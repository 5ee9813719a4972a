//! Debug script to inspect stream resolution for a video
//!
//! Run with: cargo run --example debug_streams -p livetube-core -- <video id or url>

use livetube_core::query::query;
use livetube_core::{Extractor, streams};

#[tokio::main]
async fn main() -> Result<(), Box<dyn std::error::Error>> {
    let video = std::env::args()
        .nth(1)
        .unwrap_or_else(|| "dQw4w9WgXcQ".to_string());

    let extractor = Extractor::new()?;

    println!("Fetching watch page for {video}...\n");
    let page = extractor.watch_page(&video).await?;

    if let Ok(title) = query(&page.player_response, "videoDetails/title") {
        println!("Title:  {:?}", title.first());
    }
    if let Ok(status) = query(&page.player_response, "playabilityStatus/status") {
        println!("Status: {:?}", status.first());
    }
    println!("Player JS: {:?}\n", page.js_url);

    if let Some(hls) = streams::hls_manifest_url(&page.player_response) {
        println!("HLS manifest: {hls}\n");
    }

    match extractor.playable_streams(&page).await {
        Ok(resolved) => {
            println!("Resolved {} formats:\n", resolved.len());
            for stream in &resolved {
                let ciphered = if stream.format.signature_cipher.is_some() {
                    " (descrambled)"
                } else {
                    ""
                };
                println!(
                    "itag {:>3} {}{}",
                    stream.format.itag, stream.format.mime_type, ciphered
                );
                println!("    {}\n", stream.url);
            }
        }
        Err(e) => {
            println!("✗ Failed to resolve streams: {e}");
        }
    }

    Ok(())
}
//! HTTP transport and API descriptor
//!
//! Thin reqwest wrapper used by the extractor: session cookies, the default
//! browser-like headers the upstream expects, and translation of upstream
//! error payloads into explicit errors. Retry and backoff policy is left to
//! the embedding application; requests here are single attempts bounded by
//! the configured timeout.

use std::collections::BTreeMap;
use std::sync::{Mutex, MutexGuard};
use std::time::Duration;

use serde_json::{Value, json};
use tracing::debug;

use crate::error::{LivetubeError, Result};
use crate::url::YT_ROOT;

const USER_AGENT: &str = "Mozilla/5.0 (Windows NT 10.0; Win64; x64) AppleWebKit/537.36 (KHTML, like Gecko) Chrome/90.0.4430.72 Safari/537.36";

/// Configuration for the HTTP client
#[derive(Debug, Clone)]
pub struct ClientConfig {
    /// Request timeout in seconds (default: 30)
    pub timeout_secs: u64,
    /// User-Agent header sent on every request
    pub user_agent: String,
}

impl Default for ClientConfig {
    fn default() -> Self {
        Self {
            timeout_secs: 30,
            user_agent: USER_AGENT.to_string(),
        }
    }
}

/// The currently known internal API descriptor
///
/// Filled from the `ytcfg.set({...})` object of a fetched page; the defaults
/// below are the documented fallbacks used before any page has been seen.
#[derive(Debug, Clone, PartialEq)]
pub struct ApiConfig {
    pub key: String,
    pub version: String,
    pub client_name: String,
    pub client_version: String,
    pub browser_name: String,
    pub browser_version: String,
    pub context_client_name: i64,
    pub context_client_version: String,
}

impl Default for ApiConfig {
    fn default() -> Self {
        Self {
            key: String::new(),
            version: "v1".to_string(),
            client_name: "WEB".to_string(),
            client_version: "2.20770101.00.00".to_string(),
            browser_name: "Chrome".to_string(),
            browser_version: "90.0.4430.72".to_string(),
            context_client_name: 1,
            context_client_version: "2.20770101.00.00".to_string(),
        }
    }
}

impl ApiConfig {
    /// True once an API key has been learned from a page
    pub fn is_ready(&self) -> bool {
        !self.key.is_empty()
    }

    /// Builds the endpoint URL for an API operation, e.g. `player/heartbeat`
    pub fn endpoint_url(&self, operation: &str) -> String {
        format!(
            "{YT_ROOT}/youtubei/{}/{}?key={}",
            self.version, operation, self.key
        )
    }

    /// The `context.client` object sent with every API request body
    pub fn client_context(&self) -> Value {
        json!({
            "hl": "en_US",
            "browserName": self.browser_name,
            "browserVersion": self.browser_version,
            "clientName": self.context_client_name,
            "clientVersion": self.context_client_version,
        })
    }

    /// Updates the descriptor from a page's player configuration object
    ///
    /// Unknown or missing fields keep their current values.
    pub fn update_from_config(&mut self, config: &Value) {
        update_string(&mut self.key, &config["INNERTUBE_API_KEY"]);
        update_string(&mut self.version, &config["INNERTUBE_API_VERSION"]);
        update_string(&mut self.client_name, &config["INNERTUBE_CLIENT_NAME"]);
        update_string(&mut self.client_version, &config["INNERTUBE_CLIENT_VERSION"]);

        let browser = &config["INNERTUBE_CONTEXT"]["client"];
        update_string(&mut self.browser_name, &browser["browserName"]);
        update_string(&mut self.browser_version, &browser["browserVersion"]);

        if let Some(name) = config["INNERTUBE_CONTEXT_CLIENT_NAME"].as_i64() {
            self.context_client_name = name;
        }
        update_string(
            &mut self.context_client_version,
            &config["INNERTUBE_CONTEXT_CLIENT_VERSION"],
        );
    }
}

fn update_string(slot: &mut String, value: &Value) {
    if let Some(s) = value.as_str()
        && !s.is_empty()
    {
        *slot = s.to_string();
    }
}

/// HTTP client with session cookies and upstream-error translation
pub struct YoutubeClient {
    http: reqwest::Client,
    cookies: Mutex<BTreeMap<String, String>>,
    api: Mutex<ApiConfig>,
}

impl YoutubeClient {
    /// Creates a client with the default configuration
    pub fn new() -> Result<Self> {
        Self::with_config(ClientConfig::default())
    }

    /// Creates a client with a custom configuration
    pub fn with_config(config: ClientConfig) -> Result<Self> {
        let http = reqwest::Client::builder()
            .timeout(Duration::from_secs(config.timeout_secs))
            .user_agent(config.user_agent)
            .cookie_store(true)
            .default_headers({
                let mut headers = reqwest::header::HeaderMap::new();
                headers.insert(
                    "X-Origin",
                    reqwest::header::HeaderValue::from_static(YT_ROOT),
                );
                headers
            })
            .build()
            .map_err(LivetubeError::HttpError)?;

        // The language cookie pins the upstream to stable English shapes
        let mut cookies = BTreeMap::new();
        cookies.insert("PREF".to_string(), "hl=en".to_string());

        Ok(Self {
            http,
            cookies: Mutex::new(cookies),
            api: Mutex::new(ApiConfig::default()),
        })
    }

    /// Replaces the session cookies, keeping the language pin
    pub fn set_cookies(&self, cookies: BTreeMap<String, String>) {
        let mut guard = lock(&self.cookies);
        *guard = cookies;
        guard.insert("PREF".to_string(), "hl=en".to_string());
    }

    /// A snapshot of the current API descriptor
    pub fn api(&self) -> ApiConfig {
        lock(&self.api).clone()
    }

    /// Updates the API descriptor from a page's player configuration object
    ///
    /// Whichever concurrent fetch completes first wins; later updates simply
    /// overwrite with equivalent data.
    pub fn update_api(&self, config: &Value) {
        lock(&self.api).update_from_config(config);
    }

    /// Fetches a URL as text
    ///
    /// # Errors
    /// - `HttpError` for transport failures
    /// - `ApiError` for non-success statuses, with the upstream error payload
    ///   decoded when the body carries one
    pub async fn fetch_text(&self, url: &str) -> Result<String> {
        debug!(url, "fetching text");
        let response = self
            .http
            .get(url)
            .header("Cookie", self.cookie_header())
            .send()
            .await
            .map_err(LivetubeError::HttpError)?;

        let status = response.status();
        let body = response.text().await.map_err(LivetubeError::HttpError)?;
        if !status.is_success() {
            return Err(status_error(status, &body));
        }
        Ok(body)
    }

    /// POSTs a JSON body and decodes the JSON response
    ///
    /// An `error` object embedded in an otherwise well-formed payload is
    /// translated into [`LivetubeError::ApiError`] rather than returned as
    /// data.
    pub async fn post_json(&self, url: &str, body: &Value) -> Result<Value> {
        debug!(url, "posting json");
        let response = self
            .http
            .post(url)
            .header("Cookie", self.cookie_header())
            .json(body)
            .send()
            .await
            .map_err(LivetubeError::HttpError)?;

        let status = response.status();
        let text = response.text().await.map_err(LivetubeError::HttpError)?;
        if !status.is_success() {
            return Err(status_error(status, &text));
        }

        let value: Value = serde_json::from_str(&text)
            .map_err(|e| LivetubeError::ParseError(format!("invalid JSON response: {e}")))?;
        if let Some(error) = embedded_api_error(&value) {
            return Err(error);
        }
        Ok(value)
    }

    fn cookie_header(&self) -> String {
        lock(&self.cookies)
            .iter()
            .map(|(name, value)| format!("{name}={value}"))
            .collect::<Vec<_>>()
            .join("; ")
    }
}

fn lock<T>(mutex: &Mutex<T>) -> MutexGuard<'_, T> {
    mutex.lock().unwrap_or_else(|poisoned| poisoned.into_inner())
}

/// Decodes an upstream `{"error": {...}}` payload into an explicit error
fn embedded_api_error(value: &Value) -> Option<LivetubeError> {
    let error = value.as_object()?.get("error")?;
    let code = error["status"]
        .as_str()
        .map(|s| s.to_string())
        .or_else(|| error["code"].as_i64().map(|c| c.to_string()))?;
    let message = error["message"].as_str().unwrap_or("").to_string();
    Some(LivetubeError::ApiError { code, message })
}

fn status_error(status: reqwest::StatusCode, body: &str) -> LivetubeError {
    if let Ok(value) = serde_json::from_str::<Value>(body)
        && let Some(error) = embedded_api_error(&value)
    {
        return error;
    }
    LivetubeError::ApiError {
        code: status.as_u16().to_string(),
        message: body.chars().take(200).collect(),
    }
}
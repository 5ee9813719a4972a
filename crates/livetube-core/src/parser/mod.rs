//! Parsers for embedded page data
//!
//! Contains the brace-matching object parser, the inline script extractor and
//! the page-level anchors built on top of them.

pub mod object;
pub mod player;
pub mod scripts;

pub use object::{parse_object_after, parse_object_at};
pub use player::{initial_data, player_config, player_response};
pub use scripts::inline_scripts;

####

HOW TO COMPLETE THIS TASK >> Count the lines in the listing where the string "query" appears, and give only the count.

EXPECTED ANSWER >> 3